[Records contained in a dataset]
_ _ _ _ _

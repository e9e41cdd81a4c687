//! Training session directory contracts and SQLite implementation.
//!
//! # Invariants
//! - `starts_at` is stored as `YYYY-MM-DDTHH:MM:SS` text so lexical order is
//!   chronological order.
//! - Updating or deleting a session never touches attendance rows.

use crate::model::session::{NewTrainingSession, SessionId, SessionKind, TrainingSession};
use crate::repo::{bool_to_int, int_to_bool, RepoError, RepoResult};
use chrono::NaiveDateTime;
use rusqlite::{params, Connection, Row};

const SESSION_SELECT_SQL: &str = "SELECT
    id,
    name,
    description,
    starts_at,
    duration_minutes,
    location,
    kind,
    active
FROM sessions";

const STARTS_AT_FORMAT: &str = "%Y-%m-%dT%H:%M:%S";

/// Read-only session lookup used by the attendance gateway.
pub trait SessionDirectory {
    fn get_session(&self, id: SessionId) -> RepoResult<Option<TrainingSession>>;
}

/// Full roster persistence for training sessions.
pub trait SessionRepository: SessionDirectory {
    fn create_session(&self, session: &NewTrainingSession) -> RepoResult<TrainingSession>;
    /// Replaces every field of a session; `None` when `id` is unknown.
    fn update_session(
        &self,
        id: SessionId,
        session: &NewTrainingSession,
    ) -> RepoResult<Option<TrainingSession>>;
    fn set_session_active(
        &self,
        id: SessionId,
        active: bool,
    ) -> RepoResult<Option<TrainingSession>>;
    /// All sessions, most recent first.
    fn list_sessions(&self) -> RepoResult<Vec<TrainingSession>>;
    fn delete_session(&self, id: SessionId) -> RepoResult<usize>;
}

/// SQLite-backed session repository.
pub struct SqliteSessionRepository<'conn> {
    conn: &'conn Connection,
}

impl<'conn> SqliteSessionRepository<'conn> {
    pub fn new(conn: &'conn Connection) -> Self {
        Self { conn }
    }
}

impl SessionDirectory for SqliteSessionRepository<'_> {
    fn get_session(&self, id: SessionId) -> RepoResult<Option<TrainingSession>> {
        let mut stmt = self
            .conn
            .prepare(&format!("{SESSION_SELECT_SQL} WHERE id = ?1;"))?;
        let mut rows = stmt.query([id])?;
        if let Some(row) = rows.next()? {
            return Ok(Some(parse_session_row(row)?));
        }
        Ok(None)
    }
}

impl SessionRepository for SqliteSessionRepository<'_> {
    fn create_session(&self, session: &NewTrainingSession) -> RepoResult<TrainingSession> {
        let session = session.normalized();
        session.validate()?;

        let id: SessionId = self.conn.query_row(
            "INSERT INTO sessions (
                name,
                description,
                starts_at,
                duration_minutes,
                location,
                kind,
                active
            ) VALUES (?1, ?2, ?3, ?4, ?5, ?6, ?7)
            RETURNING id;",
            params![
                session.name.as_str(),
                session.description.as_deref(),
                format_datetime(&session.starts_at),
                session.duration_minutes,
                session.location.as_deref(),
                session.kind.map(SessionKind::as_str),
                bool_to_int(session.active),
            ],
            |row| row.get(0),
        )?;

        self.get_session(id)?.ok_or_else(|| {
            RepoError::InvalidData(format!("session {id} missing right after insert"))
        })
    }

    fn update_session(
        &self,
        id: SessionId,
        session: &NewTrainingSession,
    ) -> RepoResult<Option<TrainingSession>> {
        let session = session.normalized();
        session.validate()?;

        let changed = self.conn.execute(
            "UPDATE sessions
             SET name = ?1,
                 description = ?2,
                 starts_at = ?3,
                 duration_minutes = ?4,
                 location = ?5,
                 kind = ?6,
                 active = ?7
             WHERE id = ?8;",
            params![
                session.name.as_str(),
                session.description.as_deref(),
                format_datetime(&session.starts_at),
                session.duration_minutes,
                session.location.as_deref(),
                session.kind.map(SessionKind::as_str),
                bool_to_int(session.active),
                id,
            ],
        )?;
        if changed == 0 {
            return Ok(None);
        }
        self.get_session(id)
    }

    fn set_session_active(
        &self,
        id: SessionId,
        active: bool,
    ) -> RepoResult<Option<TrainingSession>> {
        let changed = self.conn.execute(
            "UPDATE sessions SET active = ?1 WHERE id = ?2;",
            params![bool_to_int(active), id],
        )?;
        if changed == 0 {
            return Ok(None);
        }
        self.get_session(id)
    }

    fn list_sessions(&self) -> RepoResult<Vec<TrainingSession>> {
        let mut stmt = self.conn.prepare(&format!(
            "{SESSION_SELECT_SQL} ORDER BY starts_at DESC, id ASC;"
        ))?;
        let mut rows = stmt.query([])?;
        let mut sessions = Vec::new();
        while let Some(row) = rows.next()? {
            sessions.push(parse_session_row(row)?);
        }
        Ok(sessions)
    }

    fn delete_session(&self, id: SessionId) -> RepoResult<usize> {
        let changed = self
            .conn
            .execute("DELETE FROM sessions WHERE id = ?1;", [id])?;
        Ok(changed)
    }
}

fn parse_session_row(row: &Row<'_>) -> RepoResult<TrainingSession> {
    let starts_at: String = row.get("starts_at")?;
    let duration_minutes = match row.get::<_, Option<i64>>("duration_minutes")? {
        Some(minutes) => Some(u16::try_from(minutes).map_err(|_| {
            RepoError::InvalidData(format!(
                "invalid duration `{minutes}` in sessions.duration_minutes"
            ))
        })?),
        None => None,
    };

    Ok(TrainingSession {
        id: row.get("id")?,
        name: row.get("name")?,
        description: row.get("description")?,
        starts_at: parse_datetime(&starts_at, "sessions.starts_at")?,
        duration_minutes,
        location: row.get("location")?,
        kind: parse_kind(row.get("kind")?)?,
        active: int_to_bool(row.get("active")?, "sessions.active")?,
    })
}

fn format_datetime(value: &NaiveDateTime) -> String {
    value.format(STARTS_AT_FORMAT).to_string()
}

pub(crate) fn parse_datetime(value: &str, column: &str) -> RepoResult<NaiveDateTime> {
    NaiveDateTime::parse_from_str(value, STARTS_AT_FORMAT)
        .map_err(|_| RepoError::InvalidData(format!("invalid datetime `{value}` in {column}")))
}

pub(crate) fn parse_kind(value: Option<String>) -> RepoResult<Option<SessionKind>> {
    match value {
        Some(text) => SessionKind::parse(&text).map(Some).ok_or_else(|| {
            RepoError::InvalidData(format!("invalid session kind `{text}` in sessions.kind"))
        }),
        None => Ok(None),
    }
}
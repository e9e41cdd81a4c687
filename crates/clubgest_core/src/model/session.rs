//! Training session record owned by the roster (session directory).
//!
//! # Invariants
//! - `starts_at` is a local wall-clock timestamp with second precision.
//! - `duration_minutes`, when set, is within 15..=300.
//! - `active == false` marks a cancelled session; it still accepts attendance.

use super::validation::{check_text_length, normalize_optional, ValidationErrors};
use chrono::NaiveDateTime;
use serde::{Deserialize, Serialize};

/// Storage-assigned session identifier.
pub type SessionId = i64;

/// Training focus of a session.
#[derive(Debug, Clone, Copy, PartialEq, Eq, Serialize, Deserialize)]
#[serde(rename_all = "snake_case")]
pub enum SessionKind {
    Technical,
    Tactical,
    Physical,
    Mixed,
}

impl SessionKind {
    pub fn as_str(self) -> &'static str {
        match self {
            Self::Technical => "technical",
            Self::Tactical => "tactical",
            Self::Physical => "physical",
            Self::Mixed => "mixed",
        }
    }

    pub fn parse(value: &str) -> Option<Self> {
        match value {
            "technical" => Some(Self::Technical),
            "tactical" => Some(Self::Tactical),
            "physical" => Some(Self::Physical),
            "mixed" => Some(Self::Mixed),
            _ => None,
        }
    }
}

/// Persisted training session.
#[derive(Debug, Clone, PartialEq, Eq, Serialize)]
#[serde(rename_all = "camelCase")]
pub struct TrainingSession {
    pub id: SessionId,
    pub name: String,
    pub description: Option<String>,
    pub starts_at: NaiveDateTime,
    pub duration_minutes: Option<u16>,
    pub location: Option<String>,
    pub kind: Option<SessionKind>,
    pub active: bool,
}

/// Input for scheduling a training session.
#[derive(Debug, Clone, PartialEq, Eq, Deserialize)]
#[serde(rename_all = "camelCase", deny_unknown_fields)]
pub struct NewTrainingSession {
    pub name: String,
    #[serde(default)]
    pub description: Option<String>,
    pub starts_at: NaiveDateTime,
    #[serde(default)]
    pub duration_minutes: Option<i64>,
    #[serde(default)]
    pub location: Option<String>,
    #[serde(default)]
    pub kind: Option<SessionKind>,
    #[serde(default = "default_active")]
    pub active: bool,
}

fn default_active() -> bool {
    true
}

impl NewTrainingSession {
    pub fn new(name: impl Into<String>, starts_at: NaiveDateTime) -> Self {
        Self {
            name: name.into(),
            description: None,
            starts_at,
            duration_minutes: None,
            location: None,
            kind: None,
            active: true,
        }
    }

    pub fn validate(&self) -> Result<(), ValidationErrors> {
        let mut errors = ValidationErrors::new();
        check_text_length(&mut errors, "name", Some(self.name.as_str()), 3, 100);
        check_text_length(
            &mut errors,
            "description",
            self.description.as_deref(),
            0,
            500,
        );
        check_text_length(&mut errors, "location", self.location.as_deref(), 0, 100);
        if let Some(minutes) = self.duration_minutes {
            if !(15..=300).contains(&minutes) {
                errors.push("durationMinutes", "must be between 15 and 300");
            }
        }
        errors.into_result()
    }

    pub fn normalized(&self) -> Self {
        Self {
            name: self.name.trim().to_string(),
            description: normalize_optional(self.description.as_deref()),
            location: normalize_optional(self.location.as_deref()),
            ..self.clone()
        }
    }
}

_ _ _ _ _

_Aim of the exercise_
Whenever the word "Physical" shows up in a line above, copy that line.

_Solution to the problem_
    Physical,
            Self::Physical => "physical",
            "physical" => Some(Self::Physical),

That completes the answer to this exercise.